Start of Data

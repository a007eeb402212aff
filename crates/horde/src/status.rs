use host::{centered_placement, stacked_below, OverlayFrame, OverlayLine, OverlaySlot, TextTone};

use crate::config::HordeConfig;
use crate::state_machine::{HordeState, HordeTimers, ScanTally};

pub const WARNING_BANNER_TEXT: &str = "Something is approaching!";

const BANNER_WIDTH: f32 = 600.0;
const BANNER_HEIGHT: f32 = 60.0;
const BANNER_TOP: f32 = 80.0;
const STATUS_LINE_HEIGHT: f32 = 30.0;
const STATUS_LINE_GAP: f32 = 4.0;

/// Snapshot of controller state the presenter reads from.
#[derive(Debug, Clone, Copy, PartialEq)]
pub struct StatusInputs {
    pub state: HordeState,
    pub timers: HordeTimers,
    pub tally: ScanTally,
}

#[derive(Debug, Clone, Copy, PartialEq, Eq)]
pub struct ScanProgress {
    pub percent: u8,
    pub found: usize,
}

#[derive(Debug, Clone, Default, PartialEq, Eq)]
pub struct StatusLines {
    pub banner: bool,
    pub scan_progress: Option<ScanProgress>,
    pub ready_peak: Option<usize>,
}

#[derive(Debug, Clone, PartialEq)]
pub struct StatusPresenter {
    scan_ui_window_seconds: f64,
    ready_quiet_seconds: f64,
}

impl StatusPresenter {
    pub fn new(config: &HordeConfig) -> Self {
        Self {
            scan_ui_window_seconds: config.scan_ui_window_seconds,
            ready_quiet_seconds: config.ready_quiet_seconds,
        }
    }

    pub fn compose(&self, inputs: &StatusInputs, now: f64) -> StatusLines {
        let banner = inputs
            .timers
            .warning_banner_until
            .is_some_and(|until| now <= until);

        let scan_progress = inputs.timers.scan_ui_started_at.and_then(|started| {
            let elapsed = now - started;
            (elapsed <= self.scan_ui_window_seconds).then(|| ScanProgress {
                percent: progress_percent(elapsed, self.scan_ui_window_seconds),
                found: inputs.tally.last_found,
            })
        });

        let quiet = inputs
            .timers
            .last_enemy_count_increase_at
            .is_some_and(|increased| now - increased >= self.ready_quiet_seconds);
        let ready_peak = (inputs.state.is_idle() && inputs.tally.peak > 0 && quiet)
            .then_some(inputs.tally.peak);

        StatusLines {
            banner,
            scan_progress,
            ready_peak,
        }
    }

    /// Writes the visible lines into `frame`, laid out from its screen size.
    pub fn present(&self, inputs: &StatusInputs, now: f64, frame: &mut OverlayFrame) {
        let lines = self.compose(inputs, now);
        let (screen_width, _) = frame.screen_size();
        let banner_at = centered_placement(screen_width, BANNER_WIDTH, BANNER_HEIGHT, BANNER_TOP);
        let scan_at = stacked_below(banner_at, STATUS_LINE_HEIGHT, STATUS_LINE_GAP);
        let ready_at = stacked_below(scan_at, STATUS_LINE_HEIGHT, STATUS_LINE_GAP);

        if lines.banner {
            frame.show(OverlayLine {
                slot: OverlaySlot::Banner,
                placement: banner_at,
                tone: TextTone::Alert,
                text: WARNING_BANNER_TEXT.to_string(),
            });
        }
        if let Some(progress) = lines.scan_progress {
            frame.show(OverlayLine {
                slot: OverlaySlot::ScanProgress,
                placement: scan_at,
                tone: TextTone::Info,
                text: format_scan_progress(progress),
            });
        }
        if let Some(peak) = lines.ready_peak {
            frame.show(OverlayLine {
                slot: OverlaySlot::Ready,
                placement: ready_at,
                tone: TextTone::Highlight,
                text: format_ready(peak),
            });
        }
    }
}

pub fn progress_percent(elapsed_seconds: f64, window_seconds: f64) -> u8 {
    if window_seconds <= 0.0 {
        return 100;
    }
    let ratio = (elapsed_seconds / window_seconds).clamp(0.0, 1.0);
    (ratio * 100.0).round() as u8
}

pub fn format_scan_progress(progress: ScanProgress) -> String {
    format!("Scanning... {}% ({} found)", progress.percent, progress.found)
}

pub fn format_ready(peak: usize) -> String {
    format!("Horde ready: {peak}")
}

#[cfg(test)]
mod tests {
    use super::*;

    fn presenter() -> StatusPresenter {
        StatusPresenter::new(&HordeConfig::default())
    }

    fn idle_inputs() -> StatusInputs {
        StatusInputs {
            state: HordeState::Idle,
            timers: HordeTimers::default(),
            tally: ScanTally::default(),
        }
    }

    #[test]
    fn progress_ramps_linearly_and_clamps() {
        assert_eq!(progress_percent(0.0, 1.2), 0);
        assert_eq!(progress_percent(0.6, 1.2), 50);
        assert_eq!(progress_percent(1.2, 1.2), 100);
        assert_eq!(progress_percent(5.0, 1.2), 100);
        assert_eq!(progress_percent(-1.0, 1.2), 0);
    }

    #[test]
    fn scan_line_shows_only_inside_the_window() {
        let mut inputs = idle_inputs();
        inputs.timers.scan_ui_started_at = Some(10.0);
        inputs.tally.last_found = 4;

        let lines = presenter().compose(&inputs, 10.6);
        assert_eq!(
            lines.scan_progress,
            Some(ScanProgress {
                percent: 50,
                found: 4
            })
        );
        assert!(presenter().compose(&inputs, 11.3).scan_progress.is_none());
    }

    #[test]
    fn banner_is_bounded_by_its_deadline() {
        let mut inputs = idle_inputs();
        inputs.timers.warning_banner_until = Some(13.0);
        assert!(presenter().compose(&inputs, 13.0).banner);
        assert!(!presenter().compose(&inputs, 13.01).banner);
    }

    #[test]
    fn ready_needs_idle_peak_and_quiet_period() {
        let mut inputs = idle_inputs();
        inputs.tally.peak = 5;
        inputs.timers.last_enemy_count_increase_at = Some(6.0);

        assert_eq!(presenter().compose(&inputs, 10.9).ready_peak, None);
        assert_eq!(presenter().compose(&inputs, 11.0).ready_peak, Some(5));

        inputs.state = HordeState::Active { ends_at: 40.0 };
        assert_eq!(presenter().compose(&inputs, 11.0).ready_peak, None);

        inputs.state = HordeState::Idle;
        inputs.tally.peak = 0;
        assert_eq!(presenter().compose(&inputs, 11.0).ready_peak, None);
    }

    #[test]
    fn present_lays_lines_out_beneath_the_banner() {
        let mut inputs = idle_inputs();
        inputs.timers.warning_banner_until = Some(5.0);
        inputs.timers.scan_ui_started_at = Some(4.4);
        inputs.tally.last_found = 3;
        let mut frame = OverlayFrame::new(1280, 720);

        presenter().present(&inputs, 5.0, &mut frame);

        let banner = frame.line(OverlaySlot::Banner).expect("banner");
        assert_eq!(banner.text, WARNING_BANNER_TEXT);
        assert_eq!(banner.placement.x, 340.0);
        assert_eq!(banner.placement.y, 80.0);
        assert_eq!(banner.placement.width, 600.0);
        assert_eq!(banner.placement.height, 60.0);

        let scan = frame.line(OverlaySlot::ScanProgress).expect("scan");
        assert_eq!(scan.text, "Scanning... 50% (3 found)");
        assert!(scan.placement.y >= banner.placement.y + banner.placement.height);
        assert!(frame.line(OverlaySlot::Ready).is_none());
    }

    #[test]
    fn ready_text_uses_peak() {
        assert_eq!(format_ready(5), "Horde ready: 5");
    }
}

End of Data

Your objective - What is needed here is an exact copy of every record.

Result below -
repository a007eeb402212aff
filename crates/horde/src/status.rs
use host::{centered_placement, stacked_below, OverlayFrame, OverlayLine, OverlaySlot, TextTone};

use crate::config::HordeConfig;
use crate::state_machine::{HordeState, HordeTimers, ScanTally};

pub const WARNING_BANNER_TEXT: &str = "Something is approaching!";

const BANNER_WIDTH: f32 = 600.0;
const BANNER_HEIGHT: f32 = 60.0;
const BANNER_TOP: f32 = 80.0;
const STATUS_LINE_HEIGHT: f32 = 30.0;
const STATUS_LINE_GAP: f32 = 4.0;

/// Snapshot of controller state the presenter reads from.
#[derive(Debug, Clone, Copy, PartialEq)]
pub struct StatusInputs {
    pub state: HordeState,
    pub timers: HordeTimers,
    pub tally: ScanTally,
}

#[derive(Debug, Clone, Copy, PartialEq, Eq)]
pub struct ScanProgress {
    pub percent: u8,
    pub found: usize,
}

#[derive(Debug, Clone, Default, PartialEq, Eq)]
pub struct StatusLines {
    pub banner: bool,
    pub scan_progress: Option<ScanProgress>,
    pub ready_peak: Option<usize>,
}

#[derive(Debug, Clone, PartialEq)]
pub struct StatusPresenter {
    scan_ui_window_seconds: f64,
    ready_quiet_seconds: f64,
}

impl StatusPresenter {
    pub fn new(config: &HordeConfig) -> Self {
        Self {
            scan_ui_window_seconds: config.scan_ui_window_seconds,
            ready_quiet_seconds: config.ready_quiet_seconds,
        }
    }

    pub fn compose(&self, inputs: &StatusInputs, now: f64) -> StatusLines {
        let banner = inputs
            .timers
            .warning_banner_until
            .is_some_and(|until| now <= until);

        let scan_progress = inputs.timers.scan_ui_started_at.and_then(|started| {
            let elapsed = now - started;
            (elapsed <= self.scan_ui_window_seconds).then(|| ScanProgress {
                percent: progress_percent(elapsed, self.scan_ui_window_seconds),
                found: inputs.tally.last_found,
            })
        });

        let quiet = inputs
            .timers
            .last_enemy_count_increase_at
            .is_some_and(|increased| now - increased >= self.ready_quiet_seconds);
        let ready_peak = (inputs.state.is_idle() && inputs.tally.peak > 0 && quiet)
            .then_some(inputs.tally.peak);

        StatusLines {
            banner,
            scan_progress,
            ready_peak,
        }
    }

    /// Writes the visible lines into `frame`, laid out from its screen size.
    pub fn present(&self, inputs: &StatusInputs, now: f64, frame: &mut OverlayFrame) {
        let lines = self.compose(inputs, now);
        let (screen_width, _) = frame.screen_size();
        let banner_at = centered_placement(screen_width, BANNER_WIDTH, BANNER_HEIGHT, BANNER_TOP);
        let scan_at = stacked_below(banner_at, STATUS_LINE_HEIGHT, STATUS_LINE_GAP);
        let ready_at = stacked_below(scan_at, STATUS_LINE_HEIGHT, STATUS_LINE_GAP);

        if lines.banner {
            frame.show(OverlayLine {
                slot: OverlaySlot::Banner,
                placement: banner_at,
                tone: TextTone::Alert,
                text: WARNING_BANNER_TEXT.to_string(),
            });
        }
        if let Some(progress) = lines.scan_progress {
            frame.show(OverlayLine {
                slot: OverlaySlot::ScanProgress,
                placement: scan_at,
                tone: TextTone::Info,
                text: format_scan_progress(progress),
            });
        }
        if let Some(peak) = lines.ready_peak {
            frame.show(OverlayLine {
                slot: OverlaySlot::Ready,
                placement: ready_at,
                tone: TextTone::Highlight,
                text: format_ready(peak),
            });
        }
    }
}

pub fn progress_percent(elapsed_seconds: f64, window_seconds: f64) -> u8 {
    if window_seconds <= 0.0 {
        return 100;
    }
    let ratio = (elapsed_seconds / window_seconds).clamp(0.0, 1.0);
    (ratio * 100.0).round() as u8
}

pub fn format_scan_progress(progress: ScanProgress) -> String {
    format!("Scanning... {}% ({} found)", progress.percent, progress.found)
}

pub fn format_ready(peak: usize) -> String {
    format!("Horde ready: {peak}")
}

#[cfg(test)]
mod tests {
    use super::*;

    fn presenter() -> StatusPresenter {
        StatusPresenter::new(&HordeConfig::default())
    }

    fn idle_inputs() -> StatusInputs {
        StatusInputs {
            state: HordeState::Idle,
            timers: HordeTimers::default(),
            tally: ScanTally::default(),
        }
    }

    #[test]
    fn progress_ramps_linearly_and_clamps() {
        assert_eq!(progress_percent(0.0, 1.2), 0);
        assert_eq!(progress_percent(0.6, 1.2), 50);
        assert_eq!(progress_percent(1.2, 1.2), 100);
        assert_eq!(progress_percent(5.0, 1.2), 100);
        assert_eq!(progress_percent(-1.0, 1.2), 0);
    }

    #[test]
    fn scan_line_shows_only_inside_the_window() {
        let mut inputs = idle_inputs();
        inputs.timers.scan_ui_started_at = Some(10.0);
        inputs.tally.last_found = 4;

        let lines = presenter().compose(&inputs, 10.6);
        assert_eq!(
            lines.scan_progress,
            Some(ScanProgress {
                percent: 50,
                found: 4
            })
        );
        assert!(presenter().compose(&inputs, 11.3).scan_progress.is_none());
    }

    #[test]
    fn banner_is_bounded_by_its_deadline() {
        let mut inputs = idle_inputs();
        inputs.timers.warning_banner_until = Some(13.0);
        assert!(presenter().compose(&inputs, 13.0).banner);
        assert!(!presenter().compose(&inputs, 13.01).banner);
    }

    #[test]
    fn ready_needs_idle_peak_and_quiet_period() {
        let mut inputs = idle_inputs();
        inputs.tally.peak = 5;
        inputs.timers.last_enemy_count_increase_at = Some(6.0);

        assert_eq!(presenter().compose(&inputs, 10.9).ready_peak, None);
        assert_eq!(presenter().compose(&inputs, 11.0).ready_peak, Some(5));

        inputs.state = HordeState::Active { ends_at: 40.0 };
        assert_eq!(presenter().compose(&inputs, 11.0).ready_peak, None);

        inputs.state = HordeState::Idle;
        inputs.tally.peak = 0;
        assert_eq!(presenter().compose(&inputs, 11.0).ready_peak, None);
    }

    #[test]
    fn present_lays_lines_out_beneath_the_banner() {
        let mut inputs = idle_inputs();
        inputs.timers.warning_banner_until = Some(5.0);
        inputs.timers.scan_ui_started_at = Some(4.4);
        inputs.tally.last_found = 3;
        let mut frame = OverlayFrame::new(1280, 720);

        presenter().present(&inputs, 5.0, &mut frame);

        let banner = frame.line(OverlaySlot::Banner).expect("banner");
        assert_eq!(banner.text, WARNING_BANNER_TEXT);
        assert_eq!(banner.placement.x, 340.0);
        assert_eq!(banner.placement.y, 80.0);
        assert_eq!(banner.placement.width, 600.0);
        assert_eq!(banner.placement.height, 60.0);

        let scan = frame.line(OverlaySlot::ScanProgress).expect("scan");
        assert_eq!(scan.text, "Scanning... 50% (3 found)");
        assert!(scan.placement.y >= banner.placement.y + banner.placement.height);
        assert!(frame.line(OverlaySlot::Ready).is_none());
    }

    #[test]
    fn ready_text_uses_peak() {
        assert_eq!(format_ready(5), "Horde ready: 5");
    }
}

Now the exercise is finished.